In response Obama mixed a low key counter attack with a clarification of his message, the same tactics he used on March 18 to defend his association with Rev. Jeremiah Wright. In this case the low key counter attack poked fun at Clinton’s references to hunting; she was “talking like she’s Annie Oakley.” As to the alleged elitism of his April 6 remarks, he had merely said “something everybody knows is true.” There are a “whole bunch of folks in small towns . . . who are bitter” as a result of an economic decline. In such circumstances, “you turn to what you can count on,” Obama said. For many men and women, this meant voting “about guns” or taking “comfort from their faith and their family and their community.” This behavior was “natural.”

Meanwhile, the mainstream news media have played their usual giddy and obtuse role in escalating the controversy. The worst single comment came from Michael Gerson, an evangelical former speech writer for President Bush. Speaking on CNN after the “Compassion Forum,” Gerson accused Obama of “crude academic Marxism.” Has Gerson really never encountered un-crude social and psychological interpretations of religious practice—for example, Max Weberism, William Jamesism, or H. Richard Niebuhrism?

What can we learn from this stump speech version of the venerable intellectual debate about “the people?” What does it show about the two remaining Democratic presidential candidates and their understanding of the country they want to lead?

Although Senator Clinton has undoubtedly encountered Max Weberism, William Jamesism, and perhaps even H. Richard Niebuhrism, Obama’s off-the-cuff social psychology of religion may well have offended her. By all accounts, she has been a serious Methodist social gospeler since adolescence. Unlike many social gospelers, she feels the presence of a transcendent God in her daily life.

Obama calls himself a “devout Christian” and—alas, this needs to be stressed--there is no reason to doubt this self-description. Yet, perhaps because he embraced Christianity as an adult, his faith looks much more cerebral than Senator Clinton’s. Like Jimmy Carter, Obama has absorbed the central ideas of “Christian realist” Reinhold Niebuhr (H. Richard’s equally smart brother). It is hardly surprising, then, that a social-psychological explanation of religious (and other) behavior comes easily to him.

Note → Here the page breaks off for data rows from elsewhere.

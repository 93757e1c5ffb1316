//! End-to-end tests over a small multi-charger fleet.

use chargestate::classify::{unique_chargers, AlarmRecord, Classifier, ClassifyError};
use chargestate::config::ClassifierConfig;
use chargestate::domain::{CircuitSharingStatus, NetworkStatus, StationStatus};
use chargestate::report::analyze;
use chrono::{DateTime, TimeZone, Utc};
use std::time::Duration;

const NORTH: &str = "00:1A:2B:3C:4D:01";
const SOUTH: &str = "00:1A:2B:3C:4D:02";
const IDLE: &str = "00:1A:2B:3C:4D:03";

fn at(hour: u32) -> DateTime<Utc> {
    Utc.with_ymd_and_hms(2024, 7, 1, hour, 0, 0).unwrap()
}

fn hours(n: u64) -> Duration {
    Duration::from_secs(n * 3600)
}

fn fleet_alarms() -> Vec<AlarmRecord> {
    vec![
        AlarmRecord::new(NORTH, "Boot up", at(0)),
        AlarmRecord::new(SOUTH, "Boot up", at(0)),
        AlarmRecord::new(SOUTH, "Circuit Sharing Current Reduced", at(1)),
        AlarmRecord::new(NORTH, "Hardware Fault", at(4)),
        AlarmRecord::new(SOUTH, "Powered Off", at(5)),
        AlarmRecord::new(NORTH, "EVSE Unreachable", at(6)),
        AlarmRecord::new(NORTH, "Reachable", at(7)),
        AlarmRecord::new(SOUTH, "Boot up", at(8)),
        AlarmRecord::new(NORTH, "Fault Cleared", at(10)),
        AlarmRecord::new(SOUTH, "Hardware Fault", at(11)),
        AlarmRecord::new(NORTH, "Boot up", at(12)),
        AlarmRecord::new(SOUTH, "Fault Cleared", at(12)),
    ]
}

#[test]
fn fleet_report_with_last_known_state() {
    let config = ClassifierConfig::default().with_return_to_last_known_state(true);
    let chargers = vec![NORTH.to_string(), SOUTH.to_string(), IDLE.to_string()];

    let report = analyze(&config, &chargers, &fleet_alarms()).unwrap();

    let north: Vec<_> = report
        .intervals
        .iter()
        .filter(|i| i.charger_id == NORTH)
        .map(|i| (i.state.as_str(), i.duration))
        .collect();
    assert_eq!(
        north,
        vec![
            ("available", hours(4)),
            ("faulted", hours(2)),
            ("unreachable", hours(1)),
            ("faulted", hours(3)),
        ]
    );

    let stats = &report.statistics;
    assert_eq!(stats.chargers().collect::<Vec<_>>(), vec![NORTH, SOUTH]);
    assert_eq!(stats.duration(NORTH, "faulted"), Some(hours(5)));
    assert_eq!(stats.duration(SOUTH, "faulted"), Some(hours(1)));
    assert_eq!(stats.duration(SOUTH, "unreachable"), Some(Duration::ZERO));
    assert_eq!(stats.total[SOUTH], hours(12));
    assert_eq!(
        stats.states,
        vec!["available", "faulted", "unavailable", "unreachable"]
    );
    assert_eq!(stats.fraction(SOUTH, "unavailable"), Some(0.25));
}

#[test]
fn fallback_to_available_without_last_known_state() {
    let chargers = unique_chargers(&fleet_alarms());
    let report = analyze(&ClassifierConfig::default(), &chargers, &fleet_alarms()).unwrap();

    let north: Vec<_> = report
        .timeline
        .iter()
        .filter(|s| s.charger_id == NORTH)
        .map(|s| s.state.as_str())
        .collect();
    assert_eq!(
        north,
        vec!["available", "faulted", "unreachable", "available", "available", "available"]
    );
}

#[test]
fn classifier_keeps_state_across_batches() {
    let alarms = fleet_alarms();
    let (first, second) = alarms.split_at(6);
    let mut classifier =
        Classifier::new(&ClassifierConfig::default().with_return_to_last_known_state(true)).unwrap();
    classifier.register_chargers([IDLE]);

    classifier.replay(first).unwrap();
    classifier.replay(second).unwrap();

    let snapshot = classifier.fleet_snapshot();
    assert_eq!(snapshot[NORTH].network_status, NetworkStatus::Reachable);
    assert_eq!(snapshot[NORTH].station_status, StationStatus::Available);
    assert_eq!(snapshot[SOUTH].station_status, StationStatus::Available);
    assert_eq!(
        snapshot[SOUTH].circuit_sharing_status,
        CircuitSharingStatus::Unknown
    );
    assert_eq!(snapshot[IDLE].station_status, StationStatus::Unknown);

    let north = classifier.model(NORTH).unwrap();
    assert_eq!(
        north.station().history().path(),
        vec![
            StationStatus::Unknown,
            StationStatus::Available,
            StationStatus::Faulted,
            StationStatus::Unreachable,
            StationStatus::Faulted,
            StationStatus::Available,
            StationStatus::Available,
        ]
    );
}

#[test]
fn bad_batch_reports_every_issue_and_changes_nothing() {
    let mut classifier = Classifier::new(&ClassifierConfig::default()).unwrap();
    let records = vec![
        AlarmRecord::new(NORTH, "Boot up", at(3)),
        AlarmRecord::new(NORTH, "Coffee spill", at(4)),
        AlarmRecord::new(NORTH, "Powered Off", at(2)),
    ];

    let err = classifier.replay(&records).unwrap_err();

    assert!(matches!(&err, ClassifyError::InvalidRecords(issues) if issues.len() == 2));
    assert_eq!(err.to_string(), "2 invalid alarm record(s) in batch");
    assert!(classifier.model(NORTH).is_none());
}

Obama’s background yields no automatic affinity with small town America or with the broader white working class (which is now enjoying perhaps its brightest moment in the political sun since Richard Nixon conceptualized the “silent majority” in 1969). Even so, Obama is no latter-day version of the condescending consensus-pluralist theorists. He neither reduces the behavior of “bitter” Americans to psychological symptoms nor regards their “symbolic politics” of guns and God as unrelated to their economic circumstances. In reiterating “what everybody knows is true,” Obama shows a respect for voters unusual among candidates with a chance to win. He believes that “the people” can accept embarrassing truths at least some of the time.

In a curious way Senator Clinton shares more common ground than Obama with the condescending consensus-pluralist theorists. However much Clinton may be personally offended by Obama’s ad hoc social psychology of religion, she is also pursuing a strategy to gain votes. Perhaps, as Hofstadter, Bell, Lipset, Glazer, and others argued a half century ago, “the people” can be induced to oppose a candidate because his words injure their self-esteem.

As for what “the people” themselves think, we shall see.